◆ What the task asks ◆
Filter these entries so that only lines with the word "crate" remain.
=== Records for the exercise ===
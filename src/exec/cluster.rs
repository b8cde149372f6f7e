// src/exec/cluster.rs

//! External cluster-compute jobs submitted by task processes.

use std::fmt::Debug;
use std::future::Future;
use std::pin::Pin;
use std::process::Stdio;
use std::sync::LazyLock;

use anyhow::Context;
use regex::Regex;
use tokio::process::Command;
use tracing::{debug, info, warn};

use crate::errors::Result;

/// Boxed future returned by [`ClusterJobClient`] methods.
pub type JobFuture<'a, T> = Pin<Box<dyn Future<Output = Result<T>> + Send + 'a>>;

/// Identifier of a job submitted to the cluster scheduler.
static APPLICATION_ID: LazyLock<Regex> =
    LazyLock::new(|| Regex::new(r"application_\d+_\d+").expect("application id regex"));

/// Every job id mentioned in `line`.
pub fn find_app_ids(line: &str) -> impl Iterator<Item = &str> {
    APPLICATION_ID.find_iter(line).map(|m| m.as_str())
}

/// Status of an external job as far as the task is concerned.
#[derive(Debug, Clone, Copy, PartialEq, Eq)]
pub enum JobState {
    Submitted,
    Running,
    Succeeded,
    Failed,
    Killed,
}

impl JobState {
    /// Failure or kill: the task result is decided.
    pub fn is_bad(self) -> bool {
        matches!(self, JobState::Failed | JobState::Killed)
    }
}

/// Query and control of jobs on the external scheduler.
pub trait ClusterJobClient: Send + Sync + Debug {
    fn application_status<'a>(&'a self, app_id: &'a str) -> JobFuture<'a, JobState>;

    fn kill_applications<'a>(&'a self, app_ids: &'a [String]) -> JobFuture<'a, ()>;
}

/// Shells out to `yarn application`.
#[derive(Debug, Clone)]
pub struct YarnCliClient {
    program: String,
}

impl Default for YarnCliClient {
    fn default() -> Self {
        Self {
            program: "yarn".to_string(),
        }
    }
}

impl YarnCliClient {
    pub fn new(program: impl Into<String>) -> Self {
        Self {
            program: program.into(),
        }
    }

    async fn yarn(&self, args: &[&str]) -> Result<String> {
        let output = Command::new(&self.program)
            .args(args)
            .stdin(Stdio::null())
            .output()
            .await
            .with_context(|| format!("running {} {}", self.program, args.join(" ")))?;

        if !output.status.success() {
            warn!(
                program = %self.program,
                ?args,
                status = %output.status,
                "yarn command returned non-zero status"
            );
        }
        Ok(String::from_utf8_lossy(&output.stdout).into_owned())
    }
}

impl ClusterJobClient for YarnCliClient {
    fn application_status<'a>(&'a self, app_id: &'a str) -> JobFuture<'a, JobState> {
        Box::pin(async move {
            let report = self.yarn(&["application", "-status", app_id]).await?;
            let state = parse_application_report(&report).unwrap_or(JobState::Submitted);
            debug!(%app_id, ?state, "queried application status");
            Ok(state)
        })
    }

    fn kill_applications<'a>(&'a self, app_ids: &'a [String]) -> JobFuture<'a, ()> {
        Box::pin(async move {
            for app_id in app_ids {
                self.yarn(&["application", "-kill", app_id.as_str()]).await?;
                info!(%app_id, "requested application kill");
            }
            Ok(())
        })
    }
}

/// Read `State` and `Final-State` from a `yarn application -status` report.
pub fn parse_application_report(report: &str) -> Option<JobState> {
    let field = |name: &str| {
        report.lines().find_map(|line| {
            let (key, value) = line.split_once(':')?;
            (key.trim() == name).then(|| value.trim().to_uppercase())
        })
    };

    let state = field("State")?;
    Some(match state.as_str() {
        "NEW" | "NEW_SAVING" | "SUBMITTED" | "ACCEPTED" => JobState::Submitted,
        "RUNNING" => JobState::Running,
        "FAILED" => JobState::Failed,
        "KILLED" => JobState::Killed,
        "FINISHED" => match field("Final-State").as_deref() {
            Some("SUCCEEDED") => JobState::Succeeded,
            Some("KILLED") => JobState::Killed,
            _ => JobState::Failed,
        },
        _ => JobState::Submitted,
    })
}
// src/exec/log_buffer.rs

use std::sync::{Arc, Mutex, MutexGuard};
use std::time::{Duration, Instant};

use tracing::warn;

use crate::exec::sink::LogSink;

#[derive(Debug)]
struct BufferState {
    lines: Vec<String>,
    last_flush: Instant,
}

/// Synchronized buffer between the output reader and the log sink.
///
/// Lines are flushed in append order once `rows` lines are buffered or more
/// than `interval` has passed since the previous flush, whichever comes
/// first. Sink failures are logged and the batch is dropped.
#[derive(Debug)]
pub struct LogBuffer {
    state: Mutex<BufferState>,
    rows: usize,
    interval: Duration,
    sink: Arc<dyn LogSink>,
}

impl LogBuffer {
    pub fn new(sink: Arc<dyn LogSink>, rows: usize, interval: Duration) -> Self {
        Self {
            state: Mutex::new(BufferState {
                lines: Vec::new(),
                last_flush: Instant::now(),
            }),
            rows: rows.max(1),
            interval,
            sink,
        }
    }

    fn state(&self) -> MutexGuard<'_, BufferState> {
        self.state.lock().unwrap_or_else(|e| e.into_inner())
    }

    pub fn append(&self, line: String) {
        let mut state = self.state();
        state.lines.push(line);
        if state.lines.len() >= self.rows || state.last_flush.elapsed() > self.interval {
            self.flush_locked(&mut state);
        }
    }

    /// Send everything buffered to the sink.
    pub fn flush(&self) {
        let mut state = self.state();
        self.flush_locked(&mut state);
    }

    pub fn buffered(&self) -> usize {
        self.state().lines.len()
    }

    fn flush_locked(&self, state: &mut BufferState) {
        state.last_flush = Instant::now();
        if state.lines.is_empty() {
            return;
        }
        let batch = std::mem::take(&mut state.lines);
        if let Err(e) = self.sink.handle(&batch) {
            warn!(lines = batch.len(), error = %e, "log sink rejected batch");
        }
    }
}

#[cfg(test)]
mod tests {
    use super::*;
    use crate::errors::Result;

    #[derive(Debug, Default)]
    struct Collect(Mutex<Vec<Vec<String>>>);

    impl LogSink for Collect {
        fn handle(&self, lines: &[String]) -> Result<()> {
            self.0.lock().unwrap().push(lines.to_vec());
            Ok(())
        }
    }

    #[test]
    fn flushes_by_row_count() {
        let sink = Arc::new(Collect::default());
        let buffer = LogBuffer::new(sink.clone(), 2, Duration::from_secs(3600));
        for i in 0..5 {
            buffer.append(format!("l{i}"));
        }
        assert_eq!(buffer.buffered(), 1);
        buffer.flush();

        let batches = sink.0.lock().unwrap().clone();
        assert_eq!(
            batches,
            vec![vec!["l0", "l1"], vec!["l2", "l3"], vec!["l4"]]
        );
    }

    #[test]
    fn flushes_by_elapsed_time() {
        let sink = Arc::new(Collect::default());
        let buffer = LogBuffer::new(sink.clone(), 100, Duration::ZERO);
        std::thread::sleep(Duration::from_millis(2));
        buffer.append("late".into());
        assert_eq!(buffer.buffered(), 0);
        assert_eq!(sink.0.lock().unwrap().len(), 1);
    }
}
===
◆ Exercise response ◆
use crate::errors::Result;
use crate::exec::sink::LogSink;
    use crate::errors::Result;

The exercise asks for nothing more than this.